In a recent gathering of a writers' group to which I belong, a writer submitted a chapter of his alternate history of the VietNam War novel. I've been enthusiastic about the book from his first submission. In this most recent chapter, however, he introduces us to a roomful of mustache-twirling politicians who snicker at the idea of women and children being killed. To a reviewer, we all agreed that the writer had spent far too much time gleefully pointing a finger at the bad guys and reminding us of how awfully, terribly, horribly evil they are, with no redeeming features, without a shred of humanity - and frankly, without an ounce of believability.
He admitted that he thought all politicians were a**holes. And his prose screamed it, loud and clear. He admitted that he had let his feelings get in the way of his writing.
What's wrong with that? Nothing, in real life. But in novels, readers are usually - unless they're reading fairy tales - looking for a little more complexity in their characters, good guys and bad guys. They want to see the good guys struggle against human flaws and frailty, and the bad guys struggle with a humane impulse or two. Believe it or not, it makes them all the more evil when they really have a choice to do right or do wrong, and they actively choose the wrong. It's hard to feel anything but sorry for a person who's so totally crazed he can only choose evil.
Moreover, if there really is a Cabal pulling the puppet strings of hidden world government, it's far more likely to be a group of people who don't much care about the Left-Right of politics - in Darracott's book it is predictably the Right/Conservatives who are the secret coven sniggering over the cauldron of poisonous power - than those who openly care about the outcome of elections and the direction of the visible government.
Getting back to the writer's trick of labeling characters he wants us to recognize without naming names - he calls them The Great Man, or the aforementioned War Hawk, and other fairly easy to parse capitalized nicknames. Again, he knocks the legs out from under what is otherwise a truly exciting and intriguing story by making sure that we know he's implicating real people in a version of history that he's otherwise inventing.

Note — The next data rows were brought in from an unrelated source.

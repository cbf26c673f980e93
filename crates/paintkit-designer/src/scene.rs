//! Scene state: the ordered shape list, the in-progress shape and history.
//!
//! Continuous and click-built shapes live in the list from their first point
//! on ("attached"). Drag shapes stay outside the list ("detached") until the
//! pointer is released. Undo moves the last listed shape onto the undone
//! stack and redo moves it back. Committing a shape to the list, and `clear`,
//! empties the undone stack; an in-progress shape that is later discarded
//! leaves it alone.

use tracing::debug;

use crate::model::{Shape, ShapeKind};

#[derive(Debug, Clone, Default, PartialEq)]
enum Current {
    #[default]
    None,
    /// The in-progress shape is the last entry of `shapes`.
    Attached,
    Detached(Shape),
}

#[derive(Debug, Clone, Default)]
pub struct SceneState {
    shapes: Vec<Shape>,
    current: Current,
    undone: Vec<Shape>,
}

impl SceneState {
    pub fn new() -> Self {
        Self::default()
    }

    /// A scene holding `shapes` with empty history.
    pub fn from_shapes(shapes: Vec<Shape>) -> Self {
        Self {
            shapes,
            ..Self::default()
        }
    }

    /// Shapes in paint order, including an attached in-progress shape.
    pub fn shapes(&self) -> &[Shape] {
        &self.shapes
    }

    /// Shapes removed by undo, most recent last.
    pub fn undone(&self) -> &[Shape] {
        &self.undone
    }

    /// The shape being built, wherever it lives.
    pub fn current(&self) -> Option<&Shape> {
        match &self.current {
            Current::None => None,
            Current::Attached => self.shapes.last(),
            Current::Detached(shape) => Some(shape),
        }
    }

    pub fn current_mut(&mut self) -> Option<&mut Shape> {
        match &mut self.current {
            Current::None => None,
            Current::Attached => self.shapes.last_mut(),
            Current::Detached(shape) => Some(shape),
        }
    }

    pub fn in_progress(&self) -> bool {
        self.current().is_some()
    }

    /// Whether the in-progress shape is outside the list.
    pub fn is_detached(&self) -> bool {
        matches!(self.current, Current::Detached(_))
    }

    /// Appends an unfinished shape and makes it current.
    ///
    /// History is kept until the shape is committed.
    pub fn begin_attached(&mut self, shape: Shape) {
        debug!("Begin {} {} in list", shape.kind, shape.id);
        self.shapes.push(shape);
        self.current = Current::Attached;
    }

    /// Makes `shape` current without listing it.
    pub fn begin_detached(&mut self, shape: Shape) {
        debug!("Begin {} {} detached", shape.kind, shape.id);
        self.current = Current::Detached(shape);
    }

    /// Makes the last listed shape current again when it is an unfinished
    /// shape of `kind`.
    pub fn resume(&mut self, kind: ShapeKind) -> bool {
        if self.is_detached() {
            return false;
        }
        let resumable = self
            .shapes
            .last()
            .is_some_and(|s| s.kind == kind && !s.completed);
        if resumable {
            self.current = Current::Attached;
        }
        resumable
    }

    /// Finishes the in-progress shape, listing it if it was detached.
    ///
    /// Returns the finished shape, or `None` when nothing was in progress.
    pub fn complete_current(&mut self) -> Option<&Shape> {
        match std::mem::take(&mut self.current) {
            Current::None => None,
            Current::Attached => {
                self.undone.clear();
                let shape = self.shapes.last_mut()?;
                shape.completed = true;
                debug!("Completed {} {} ({} points)", shape.kind, shape.id, shape.points.len());
                Some(&*shape)
            }
            Current::Detached(mut shape) => {
                shape.completed = true;
                debug!("Completed {} {} ({} points)", shape.kind, shape.id, shape.points.len());
                self.push_shape(shape);
                self.shapes.last()
            }
        }
    }

    /// Stops tracking the in-progress shape without changing the list.
    ///
    /// An attached shape stays listed, unfinished, and counts as committed;
    /// a detached one is dropped.
    pub fn release_current(&mut self) {
        if std::mem::take(&mut self.current) == Current::Attached {
            self.undone.clear();
        }
    }

    /// Discards the in-progress shape. It is not moved to the undone stack.
    pub fn cancel_in_progress(&mut self) -> Option<Shape> {
        let discarded = match std::mem::take(&mut self.current) {
            Current::None => None,
            Current::Attached => self.shapes.pop(),
            Current::Detached(shape) => Some(shape),
        };
        if let Some(shape) = &discarded {
            debug!("Discarded unfinished {} {}", shape.kind, shape.id);
        }
        discarded
    }

    /// Appends a shape as-is and invalidates redo.
    pub fn push_shape(&mut self, shape: Shape) {
        self.undone.clear();
        self.shapes.push(shape);
    }

    /// Moves the last listed shape, finished or not, to the undone stack.
    pub fn undo(&mut self) -> bool {
        self.current = Current::None;
        match self.shapes.pop() {
            Some(shape) => {
                debug!("Undo {} {}", shape.kind, shape.id);
                self.undone.push(shape);
                true
            }
            None => false,
        }
    }

    /// Moves the most recently undone shape back to the end of the list.
    ///
    /// An unfinished in-progress shape is discarded first so the restored
    /// shape lands where it was undone from.
    pub fn redo(&mut self) -> bool {
        if self.undone.is_empty() {
            return false;
        }
        self.cancel_in_progress();
        match self.undone.pop() {
            Some(shape) => {
                debug!("Redo {} {}", shape.kind, shape.id);
                self.shapes.push(shape);
                true
            }
            None => false,
        }
    }

    pub fn can_undo(&self) -> bool {
        !self.shapes.is_empty()
    }

    pub fn can_redo(&self) -> bool {
        !self.undone.is_empty()
    }

    /// Removes every shape and all history.
    pub fn clear(&mut self) {
        self.shapes.clear();
        self.undone.clear();
        self.current = Current::None;
    }
}

#[cfg(test)]
mod tests {
    use super::*;
    use paintkit_core::{Algorithm, Color, Point};

    fn shape(kind: ShapeKind, x: f64) -> Shape {
        Shape::new(kind, Point::new(x, x), Color::BLACK, 2.0, Algorithm::Raster)
    }

    #[test]
    fn test_detached_shape_is_listed_on_completion() {
        let mut scene = SceneState::new();
        scene.begin_detached(shape(ShapeKind::Line, 0.0));
        assert!(scene.shapes().is_empty());
        assert!(scene.in_progress());

        let id = scene.complete_current().map(|s| s.id);
        assert_eq!(scene.shapes().len(), 1);
        assert_eq!(Some(scene.shapes()[0].id), id);
        assert!(scene.shapes()[0].completed);
        assert!(!scene.in_progress());
    }

    #[test]
    fn test_cancel_does_not_touch_history() {
        let mut scene = SceneState::new();
        scene.push_shape(shape(ShapeKind::Line, 0.0));
        scene.undo();

        scene.begin_attached(shape(ShapeKind::Polygon, 1.0));
        assert!(scene.can_redo());
        assert!(scene.cancel_in_progress().is_some());
        assert!(scene.shapes().is_empty());
        assert!(scene.can_redo());
    }

    #[test]
    fn test_committing_attached_shape_invalidates_redo() {
        let mut scene = SceneState::new();
        scene.push_shape(shape(ShapeKind::Line, 0.0));
        scene.undo();

        scene.begin_attached(shape(ShapeKind::Triangle, 1.0));
        scene.complete_current();
        assert!(!scene.can_redo());

        scene.undo();
        scene.begin_attached(shape(ShapeKind::Polygon, 2.0));
        scene.release_current();
        assert!(!scene.can_redo());
    }

    #[test]
    fn test_redo_replaces_unfinished_shape() {
        let mut scene = SceneState::new();
        scene.push_shape(shape(ShapeKind::Line, 0.0));
        let id = scene.shapes()[0].id;
        scene.undo();

        scene.begin_attached(shape(ShapeKind::BezierOpen, 1.0));
        assert!(scene.redo());
        assert!(!scene.in_progress());
        assert_eq!(scene.shapes().len(), 1);
        assert_eq!(scene.shapes()[0].id, id);
    }

    #[test]
    fn test_undo_pops_unfinished_shape() {
        let mut scene = SceneState::new();
        scene.begin_attached(shape(ShapeKind::Triangle, 0.0));
        assert!(scene.undo());
        assert!(!scene.in_progress());
        assert_eq!(scene.undone().len(), 1);

        assert!(scene.redo());
        assert!(scene.resume(ShapeKind::Triangle));
        assert!(!scene.resume(ShapeKind::BezierOpen));
    }

    #[test]
    fn test_new_shape_invalidates_redo() {
        let mut scene = SceneState::new();
        scene.push_shape(shape(ShapeKind::Line, 0.0));
        scene.undo();
        assert!(scene.can_redo());

        scene.begin_detached(shape(ShapeKind::Circle, 1.0));
        assert!(scene.can_redo());
        scene.complete_current();
        assert!(!scene.can_redo());
        assert!(!scene.redo());
    }

    #[test]
    fn test_clear_drops_history() {
        let mut scene = SceneState::new();
        scene.push_shape(shape(ShapeKind::Line, 0.0));
        scene.push_shape(shape(ShapeKind::Line, 1.0));
        scene.undo();
        scene.clear();
        assert!(!scene.can_undo());
        assert!(!scene.can_redo());
    }
}
//! Host input events.

use paintkit_core::{Algorithm, Color, Point};
use serde::{Deserialize, Serialize};

use super::keymap::KeyPress;
use crate::model::ShapeKind;

/// One pointer, keyboard or toolbar event.
///
/// Serialized as `{"type": "pointer_down", "at": [x, y]}` and so on, which is
/// the format replay scripts use.
#[derive(Debug, Clone, PartialEq, Serialize, Deserialize)]
#[serde(tag = "type", rename_all = "snake_case")]
pub enum InputEvent {
    PointerDown { at: Point },
    PointerMove { at: Point },
    PointerUp { at: Point },
    DoubleClick { at: Point },
    Key(KeyPress),
    SelectTool { tool: ShapeKind },
    SetColor { color: Color },
    SetStrokeWidth { width: f64 },
    SetAlgorithm { algorithm: Algorithm },
    Undo,
    Redo,
    Cancel,
    Clear,
}
//! Replays a recorded input script onto a pixel surface and writes a PNG.
//!
//! Usage: `paintkit <script.json> [out.png] [--config <path>]`

use std::path::PathBuf;

use anyhow::{Context, Result};
use clap::Parser;
use paintkit::{init_logging, InputEvent, PaintConfig, PaintSession, PixmapSurface, VERSION};
use tracing::{info, warn};

const DEFAULT_OUTPUT: &str = "paintkit.png";

#[derive(Parser, Debug, PartialEq)]
#[command(
    name = "paintkit",
    version,
    about = "Replay a recorded input script onto a canvas and write it as PNG"
)]
struct Args {
    /// JSON list of input events
    script: PathBuf,

    /// PNG file to write
    #[arg(default_value = DEFAULT_OUTPUT)]
    output: PathBuf,

    /// Configuration file (JSON or TOML). Defaults to the per-user config.
    #[arg(long)]
    config: Option<PathBuf>,
}

fn load_config(path: Option<&PathBuf>) -> Result<PaintConfig> {
    match path {
        Some(path) => PaintConfig::load_from_file(path)
            .with_context(|| format!("Failed to load configuration {}", path.display())),
        None => Ok(PaintConfig::default_path()
            .map(|path| PaintConfig::load_or_default(&path))
            .unwrap_or_default()),
    }
}

#[tokio::main]
async fn main() -> Result<()> {
    init_logging()?;
    let args = Args::parse();
    info!("PaintKit {} replaying {}", VERSION, args.script.display());

    let config = load_config(args.config.as_ref())?;
    let script = std::fs::read_to_string(&args.script)
        .with_context(|| format!("Failed to read script {}", args.script.display()))?;
    let events: Vec<InputEvent> =
        serde_json::from_str(&script).context("Failed to parse input script")?;

    let surface = PixmapSurface::new(config.canvas.width, config.canvas.height)?;
    let mut session = PaintSession::from_config(surface, &config)?;
    for event in &events {
        session.handle(event);
        session.poll_responses();
    }
    session.wait_for_responses().await;

    for notice in session.take_notices() {
        warn!("{}", notice);
    }
    info!(
        "Replayed {} events into {} shapes",
        events.len(),
        session.controller().scene().shapes().len()
    );

    session
        .surface()
        .save_png(&args.output)
        .with_context(|| format!("Failed to write {}", args.output.display()))?;
    info!("Wrote {}", args.output.display());
    Ok(())
}
use paintkit_core::Point;
use paintkit_designer::{InteractionController, ShapeKind};
use paintkit_raster::RecordingSurface;
use paintkit_settings::PaintConfig;

pub type Controller = InteractionController<RecordingSurface>;

pub fn controller() -> Controller {
    controller_with(&PaintConfig::default())
}

pub fn controller_with(config: &PaintConfig) -> Controller {
    InteractionController::new(RecordingSurface::new(200, 200), config)
}

pub fn p(x: f64, y: f64) -> Point {
    Point::new(x, y)
}

/// Press, move to `to`, release.
pub fn drag(c: &mut Controller, kind: ShapeKind, from: Point, to: Point) {
    c.set_tool(kind);
    c.pointer_down(from);
    c.pointer_move(to);
    c.pointer_up(to);
}

pub fn click(c: &mut Controller, at: Point) {
    c.pointer_down(at);
    c.pointer_up(at);
}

And I return to my main point: the story could very easily have stood on its own.
Subtracting the references to real people and situations, Darracott has created a world situation in which one small-time reporter, armed with the double blades of honesty and duty to his dying father, has stumbled out of sheer desperation onto a plot that threatens to overwhelm him, not to mention the rest of the world. But at the same time, he falls into the company of a woman, Linda, who has as much pluck as she does beauty, and her belief in him, and the truth, keep him digging for the answers, even when his own life is on the line.
His investigations end up getting him exiled to the Middle East, which, as luck would have it, is exactly where he needs to be to get at the heart of the matter. Embedded with troops, he takes one too many risks and ends up jailed, but not before he discovers the atrocities that his own fellow countrymen have committed. And there, he learns just how complicated the scheme of the power behind the power really is, and how many innocent pawns are being swept off the chessboard without understanding what's really at stake.
If you're already convinced that the Right is the source of all evil, and the Left is the keeper of the Truth, then you will enjoy this book without skipping a beat. If you're not so sure, you'll probably feel much as I did - it's a darn good yarn, smeared with just a little bit too much politicking for its own good.